I'm going to preface this possibly contentious article with the disclaimer that it's okay to be loved.
Just because that isn't the message of this article, doesn't mean that you aren't also valid.
I'm not going to pretend that life is always going to be sunshine and daisies, dear readers. The simple fact of the matter is that sometimes life sucks, and it sucks hard. I'm not sure that there is an emotional experience more frustrating, heart-wrenching, guilt-tripping, or generally horrible than unrequited love. If you remember feeling like Rosaline in Romeo and Juliet – the brief object of his whims only to be side-lined for the flashier, younger model – then you're in the right place. It is so hard to find value and validation in who you are as a person without reciprocal feedback from another person.
Indeed, if your feelings of worthiness stem from the emotional support of another person, as so often it does, that person is, for better or worse, responsible for your state of mind and sense of self. This isn't fair on anyone, and don't we know it as we angst and stress about the lack of emotional reciprocation we're receiving, all the while lamenting that it's not necessarily even their fault. That's always the kicker, that the people causing such emotional distress and pain aren't actually aware they're doing it. The quest for a satisfying and enduring, comfortable love is a long journey, and often one that doesn't have a specific endpoint. Certainly, 'enduring love' cannot be achieved through sheer force of will.
Oh, but haven't we tried!
But you aren't alone! I promise you that there are millions of people around the world and close to you that feel the same way; helpless, confused, frustrated, and like you're 'lacking' something fundamental. That feeling doesn't even necessarily go away when you're in a relationship, and there are no two ways about it, love is hard. But it's even harder when you don't feel loved.
That said, you shouldn't go looking for relationships and love where it isn't really in the cards for you. Or feel obligated to stay in relationships that aren't providing you with what you need.
Trust yourself enough to walk away
We all have those moments of doubt and insecurity in relationships. That's inevitable. Humans aren't infallible, nor should they be. If everyone was just robotic and said exactly what we were meant to say, where would the fun and surprise of life be? That said, we also acclimatise to toxic environments which aren't good for us.
We need to be better at recognising that we deserve better than what we sometimes get. Often, we might be investing more of ourselves and putting our time on the line for a relationship that isn't being reciprocated in the same way. Also, we often feel guilt for thinking about stepping away from such relationships, as though we are withdrawing a service that we 'owe' another person. We don't owe people anything in this world, not inherently. Not if they're not giving us the same in return, it's just not emotionally sustainable.
You end up expending and exhausting yourself and having nothing left for yourself.
Therefore, we need to recognise and relearn our power to say 'no' and mean it. Or to tell the people around us what we need when we need it. We don't need to become dictators or totalitarians to do this or to control the relationship, we just need to have an active and equal part in it. If we want to know where the relationship is headed, that's perfectly within our rights. Should your partner not be on the same page as you, that's fine – but that's the signal to leave the relationship. If you explicitly do not have a future there, then you're both wasting each other's time and effort, and making things harder for yourself in the long term.

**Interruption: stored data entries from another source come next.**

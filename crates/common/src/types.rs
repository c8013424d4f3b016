// Identifier types shared across the Coauthor workspace.

use std::fmt;

use serde::{Deserialize, Serialize};
use uuid::Uuid;

/// Identity of one editing session.
///
/// Session ids double as CRDT client ids, so they use the same numeric
/// space as `yrs::block::ClientID`.
pub type SessionId = u64;

/// Identity of one editing-surface binding.
///
/// Exactly one binding per replica may author updates; the id scopes
/// origin tags and undo history to that binding.
#[derive(Debug, Clone, Copy, Serialize, Deserialize, PartialEq, Eq, Hash)]
#[serde(transparent)]
pub struct BindingId(Uuid);

impl BindingId {
    pub fn new() -> Self {
        Self(Uuid::new_v4())
    }

    pub fn as_uuid(&self) -> Uuid {
        self.0
    }

    pub fn parse(s: &str) -> Option<Self> {
        Uuid::parse_str(s).ok().map(Self)
    }
}

impl Default for BindingId {
    fn default() -> Self {
        Self::new()
    }
}

impl fmt::Display for BindingId {
    fn fmt(&self, f: &mut fmt::Formatter<'_>) -> fmt::Result {
        self.0.fmt(f)
    }
}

You aren't selfish for leaving a relationship, even if there are other parties involved. Your life shouldn't be constantly on hold just because there are children involved, or friends, or a contentious situation. If you're unhappy, you have to start to work on that straight away. Children of divorced parents aren't unilaterally worse off than those whose parents stayed together. Wouldn't you rather your parents were happy, even if that wasn't with each other anymore? How is living in a house with constant fighting or tension preferable to a more open, communicative environment? It's not.
Furthermore, you only get one life.
Yes, I know that sounds like something that would be on a poster in your high school guidance counsellor's office, but am I wrong? You need to be willing to fall flat on your face in this world to reap the rewards of your endeavours.
If you're playing it safe and comfortable in relationships where you aren't happy, you're only wasting your time and playing yourself.